━━━━━ SOURCE DATA

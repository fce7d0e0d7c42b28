//! Host dialog seam
//!
//! The storefront runs inside a chat-platform mini-app container whose only
//! outbound dialog surface is a blocking informational alert: string in,
//! nothing back. Confirmations, receipts and error messages all go through
//! this trait.

/// Blocking informational dialog provided by the host environment
pub trait AlertHost {
    fn show_alert(&self, text: &str);
}

/// Fallback host for running outside the mini-app container
#[derive(Debug, Clone, Copy, Default)]
pub struct StderrHost;

impl AlertHost for StderrHost {
    fn show_alert(&self, text: &str) {
        eprintln!("{text}");
    }
}

#[cfg(test)]
mod tests {
    use super::*;
    use std::cell::RefCell;

    struct RecordingHost {
        alerts: RefCell<Vec<String>>,
    }

    impl AlertHost for RecordingHost {
        fn show_alert(&self, text: &str) {
            self.alerts.borrow_mut().push(text.to_string());
        }
    }

    #[test]
    fn test_alert_is_fire_and_forget() {
        let host = RecordingHost {
            alerts: RefCell::new(Vec::new()),
        };
        host.show_alert("Your cart is empty");
        assert_eq!(host.alerts.borrow().as_slice(), ["Your cart is empty"]);
    }
}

━━━━━━━━━━

- [PROBLEM TO WORK ON]: Using the records, find how many lines include the string "struct" and report that number alone.

- [RESPONSE TO THE TASK]: 2